AT&T is playing a dangerous game with its upcoming WarnerMedia-driven streaming service, according to comments attributed to the MoffettNathanson analyst, Michael Nathanson. The general logic behind the comments is the suggestion that AT&T is making a mistake by taking a two-pronged approach where it allows high-profile content to be made available through other services via licensing, as well as its own service. To the point where Nathanson refers to this decision as a "major strategic error" and one that's difficult for analysts to fully understand.
All-in with HBO
The comments stem from the position that HBO is all that should really matter to AT&T. As such, Nathanson argues the mistake AT&T is making is not focusing on HBO specifically and using the brand recognition the service has already accumulated as a means to further propel AT&T's ambitions, instead of attempting to supplement them with additional income from outside sources. In other words, the analyst here is suggesting AT&T not only should, but the market effectively dictates the only option is to make additional content acquired through the Time Warner purchase available exclusively through HBO. This will not only pad out the HBO service to the point where it offers more value to consumers, but the exclusive nature of some of the high-profile content might in fact act as enough motivation for some consumers to move away from their existing SVOD solutions to the new WarnerMedia option when it launches.
To highlight this specific point even further, Nathanson draws on the use of the popular show Friends. As it was recently reported Netflix is paying around $100 million to AT&T to continue to license the show for the next year. AT&T initially defending the stance by pointing out the Netflix deal does not stop it from also providing customers with access to the show through its own solutions – suggesting it is simply 'free money' in that sense and good free money considering the $100 million is understood to be about three times what the previous going rate for Friends was. However, Nathanson argues that if AT&T made Friends, as well as other high-profile content (for example, The West Wing was also name-dropped) exclusive to its own service, it would only need to attract an additional 833k incremental subscribers to offset against the $100 million payment from Netflix.

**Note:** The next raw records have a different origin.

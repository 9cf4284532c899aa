//! The preset catalog
//!
//! Every preset follows the same contract when played:
//!
//! 1. a handle this preset is still running is killed in place (no jump)
//! 2. baseline values are read from the target before anything is written
//! 3. the tween tree is built and registered with the scheduler
//! 4. the new handle becomes the preset's current handle
//! 5. `on_complete` runs once on natural completion, after that tick's writes
//!
//! `Press` skips step 1 and `PaperDrop` only tracks its scale handle; see
//! their docs.

mod motion;
mod rotation;
mod scale;

pub use motion::{BouncyEntrance, CardHover, FloatingHover, Jump, Press, Shake, Slide};
pub use rotation::{PageFlip, Spin, Swing, Tilt, WigglyDance};
pub use scale::{Appear, Bounce, ElasticStretch, PaperDrop, Pulse, SquishyPop};

use crate::error::Result;
use crate::id::PresetId;
use cute_tween::{Callback, TargetRef, TweenHandle, TweenId, TweenNode, TweenScheduler};
use serde::{Deserialize, Serialize};
use tracing::debug;

/// Default duration of every preset, in seconds
pub(crate) const DEFAULT_DURATION: f32 = 0.5;

macro_rules! preset_enum {
    ($($variant:ident),* $(,)?) => {
        /// A configured animation preset
        ///
        /// Deserializes from a table tagged with `preset = "<snake_case name>"`;
        /// every other field is optional and falls back to its default.
        #[derive(Clone, Debug, PartialEq, Serialize, Deserialize)]
        #[serde(tag = "preset", rename_all = "snake_case")]
        pub enum Preset {
            $($variant($variant),)*
        }

        impl Preset {
            /// A preset with its default configuration
            pub fn default_for(id: PresetId) -> Self {
                match id {
                    $(PresetId::$variant => Preset::$variant($variant::default()),)*
                }
            }

            pub fn id(&self) -> PresetId {
                match self {
                    $(Preset::$variant(_) => PresetId::$variant,)*
                }
            }

            /// Play on `target`, returning the handle stored as current
            pub fn play(
                &mut self,
                scheduler: &TweenScheduler,
                target: &TargetRef,
                on_complete: Option<Callback>,
            ) -> Result<TweenId> {
                let id = match self {
                    $(Preset::$variant(preset) => preset.play(scheduler, target, on_complete),)*
                }?;
                debug!(preset = %self.id(), tween = ?id, "preset playing");
                Ok(id)
            }

            /// Base duration in seconds
            pub fn duration(&self) -> f32 {
                match self {
                    $(Preset::$variant(preset) => preset.duration,)*
                }
            }

            pub fn set_duration(&mut self, duration: f32) {
                match self {
                    $(Preset::$variant(preset) => preset.duration = duration,)*
                }
            }

            /// Handle of the most recent `play`, if any
            pub fn current(&self) -> Option<TweenId> {
                match self {
                    $(Preset::$variant(preset) => preset.current,)*
                }
            }
        }

        $(
            impl From<$variant> for Preset {
                fn from(preset: $variant) -> Self {
                    Preset::$variant(preset)
                }
            }

            impl $variant {
                /// Handle of the most recent `play`, if any
                pub fn current(&self) -> Option<TweenId> {
                    self.current
                }
            }
        )*
    };
}

preset_enum!(
    Appear,
    Bounce,
    Shake,
    Spin,
    Slide,
    Pulse,
    Swing,
    PaperDrop,
    Jump,
    Tilt,
    SquishyPop,
    FloatingHover,
    ElasticStretch,
    Press,
    WigglyDance,
    PageFlip,
    BouncyEntrance,
    CardHover,
);

/// Silently kill the handle a preset is still running
pub(crate) fn kill_current(current: &mut Option<TweenId>, scheduler: &TweenScheduler) {
    if let Some(id) = current.take() {
        if scheduler.kill(id, false) {
            debug!(tween = ?id, "killed previous preset run");
        }
    }
}

/// Register a tree with an optional completion callback
pub(crate) fn launch(
    scheduler: &TweenScheduler,
    root: impl Into<TweenNode>,
    on_complete: Option<Callback>,
) -> TweenId {
    let handle = TweenHandle::new(root);
    let handle = match on_complete {
        Some(callback) => handle.on_complete(callback),
        None => handle,
    };
    scheduler.register(handle)
}
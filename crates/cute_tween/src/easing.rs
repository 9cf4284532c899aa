//! Easing functions for tweens

use serde::{Deserialize, Serialize};
use std::f32::consts::PI;

const BACK_C1: f32 = 1.70158;
const BACK_C2: f32 = BACK_C1 * 1.525;
const BACK_C3: f32 = BACK_C1 + 1.0;
const ELASTIC_C4: f32 = (2.0 * PI) / 3.0;
const ELASTIC_C5: f32 = (2.0 * PI) / 4.5;

/// Easing function type
#[derive(Clone, Copy, Debug, Default, PartialEq, Eq, Hash, Serialize, Deserialize)]
#[serde(rename_all = "snake_case")]
pub enum Easing {
    #[default]
    Linear,
    EaseInQuad,
    EaseOutQuad,
    EaseInOutQuad,
    EaseInCubic,
    EaseOutCubic,
    EaseInOutCubic,
    EaseInQuart,
    EaseOutQuart,
    EaseInOutQuart,
    EaseInSine,
    EaseOutSine,
    EaseInOutSine,
    EaseInBack,
    EaseOutBack,
    EaseInOutBack,
    EaseInElastic,
    EaseOutElastic,
    EaseInOutElastic,
    EaseInBounce,
    EaseOutBounce,
    EaseInOutBounce,
}

impl Easing {
    /// Apply the easing function to a progress value (0.0 to 1.0)
    ///
    /// The endpoints are exact: anything at or below 0 maps to 0 and anything
    /// at or above 1 maps to 1, so a finished tween always lands on its end
    /// value even for overshooting curves.
    pub fn apply(&self, t: f32) -> f32 {
        if t.is_nan() || t <= 0.0 {
            return 0.0;
        }
        if t >= 1.0 {
            return 1.0;
        }

        match self {
            Easing::Linear => t,
            Easing::EaseInQuad => t * t,
            Easing::EaseOutQuad => 1.0 - (1.0 - t) * (1.0 - t),
            Easing::EaseInOutQuad => {
                if t < 0.5 {
                    2.0 * t * t
                } else {
                    1.0 - (-2.0 * t + 2.0).powi(2) / 2.0
                }
            }
            Easing::EaseInCubic => t * t * t,
            Easing::EaseOutCubic => 1.0 - (1.0 - t).powi(3),
            Easing::EaseInOutCubic => {
                if t < 0.5 {
                    4.0 * t * t * t
                } else {
                    1.0 - (-2.0 * t + 2.0).powi(3) / 2.0
                }
            }
            Easing::EaseInQuart => t * t * t * t,
            Easing::EaseOutQuart => 1.0 - (1.0 - t).powi(4),
            Easing::EaseInOutQuart => {
                if t < 0.5 {
                    8.0 * t * t * t * t
                } else {
                    1.0 - (-2.0 * t + 2.0).powi(4) / 2.0
                }
            }
            Easing::EaseInSine => 1.0 - (t * PI / 2.0).cos(),
            Easing::EaseOutSine => (t * PI / 2.0).sin(),
            Easing::EaseInOutSine => -((PI * t).cos() - 1.0) / 2.0,
            Easing::EaseInBack => BACK_C3 * t * t * t - BACK_C1 * t * t,
            Easing::EaseOutBack => {
                let u = t - 1.0;
                1.0 + BACK_C3 * u.powi(3) + BACK_C1 * u.powi(2)
            }
            Easing::EaseInOutBack => {
                if t < 0.5 {
                    ((2.0 * t).powi(2) * ((BACK_C2 + 1.0) * 2.0 * t - BACK_C2)) / 2.0
                } else {
                    ((2.0 * t - 2.0).powi(2) * ((BACK_C2 + 1.0) * (t * 2.0 - 2.0) + BACK_C2)
                        + 2.0)
                        / 2.0
                }
            }
            Easing::EaseInElastic => {
                -(2.0_f32.powf(10.0 * t - 10.0)) * ((t * 10.0 - 10.75) * ELASTIC_C4).sin()
            }
            Easing::EaseOutElastic => {
                2.0_f32.powf(-10.0 * t) * ((t * 10.0 - 0.75) * ELASTIC_C4).sin() + 1.0
            }
            Easing::EaseInOutElastic => {
                if t < 0.5 {
                    -(2.0_f32.powf(20.0 * t - 10.0) * ((20.0 * t - 11.125) * ELASTIC_C5).sin())
                        / 2.0
                } else {
                    (2.0_f32.powf(-20.0 * t + 10.0) * ((20.0 * t - 11.125) * ELASTIC_C5).sin())
                        / 2.0
                        + 1.0
                }
            }
            Easing::EaseInBounce => 1.0 - bounce_out(1.0 - t),
            Easing::EaseOutBounce => bounce_out(t),
            Easing::EaseInOutBounce => {
                if t < 0.5 {
                    (1.0 - bounce_out(1.0 - 2.0 * t)) / 2.0
                } else {
                    (1.0 + bounce_out(2.0 * t - 1.0)) / 2.0
                }
            }
        }
    }

    /// Whether the curve leaves the [0, 1] range somewhere inside the domain
    pub fn overshoots(&self) -> bool {
        matches!(
            self,
            Easing::EaseInBack
                | Easing::EaseOutBack
                | Easing::EaseInOutBack
                | Easing::EaseInElastic
                | Easing::EaseOutElastic
                | Easing::EaseInOutElastic
        )
    }
}

/// Piecewise parabolic bounce, the building block for the bounce family
#[inline]
fn bounce_out(t: f32) -> f32 {
    const N1: f32 = 7.5625;
    const D1: f32 = 2.75;

    if t < 1.0 / D1 {
        N1 * t * t
    } else if t < 2.0 / D1 {
        let t = t - 1.5 / D1;
        N1 * t * t + 0.75
    } else if t < 2.5 / D1 {
        let t = t - 2.25 / D1;
        N1 * t * t + 0.9375
    } else {
        let t = t - 2.625 / D1;
        N1 * t * t + 0.984375
    }
}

This would not only mean the additional revenue have been accounted for, but the service will also have gained a decent number of additional subscribers who are more likely to remain subscribers due to the service being the only place to digest the specific content they want. The latter point is further evidenced by the fact Netflix paid over the odds for Friends with the inflated value highlighting how fundamental access to select content can be for some services, and even those at big as Netflix. Not to mention, that although there's a wide selection of subscription options now available, the market expects that number to shrink over time and therefore individual selling points are likely to prove crucial when it comes to which services survive and which fall by the wayside. The suggestion being, AT&T is giving away one of its primary selling points by allowing other services to licence content.
AT&T unlikely to be fazed by comments
AT&T is currently in the midst of an all-out attack on the streaming landscape and so it is unlikely to be too concerned with the comments made here, or even by the possibility that it might in fact be making a mistake. As AT&T does not seem to want to play by the normal rules set out by the streaming market and instead seems more intent on rewriting the rules to suit its own circumstances. Evidence of this has already been seen with the WarnerMedia parent company falling out with DISH Network over access to HBO, and other reports that have suggested AT&T is preparing for hardball negotiations with many other service providers to better suit its financial needs. Which, at the moment, largely boils down to revenue now and not in the future. With AT&T having paid a significant sum for Time Warner, and at the same time also investing heavily in its streaming options in general, as well as its costly and substantive 5G rollout, the company is looking to quickly slash debt as much as it can and as quickly as it can. Whether that means renegotiating access terms with service providers to help reduce its own costs, or taking over-the-top payments from the likes of Netflix for Friends, any and all additional revenue it can generate in the near-term will help to reduce the debt.
2019 a significant year for AT&T and video
Besides this particular WarnerMedia streaming service that's expected to be offered in three different pricing tiers, and arriving to market in the latter half of 2019, this is only one of the video-based tangents AT&T is currently working along. As during the first half of the year, the company is expected to release a new hardware solution which comes powered by a version of the company's DIRECTV NOW service. This is a big move by AT&T as not only will it see the company increasing its presence in the streaming hardware market, but the box itself is understood to be designed to help shift its current DIRECTV subscribers over to the new streaming version of the service. The added benefit of this approach it that it allows AT&T to significantly reduce the costs associated with providing pay-TV to its customers – due to the box not requiring any technical assistance, call-outs, or otherwise. Consumers will simply order the box, have it arrive and set it up like it would any other off-the-shelf solution purchased today.
This is also in addition to the expectation the company will look to further pad out its existing budget streaming solution, WatchTV, as well as its more comprehensive DIRECTV NOW service. The latter of which is understood to also be in line for some big changes in 2019 including a price increase designed to bring the service more in line with profitability – another aspect that will in turn help the company to reduce debt.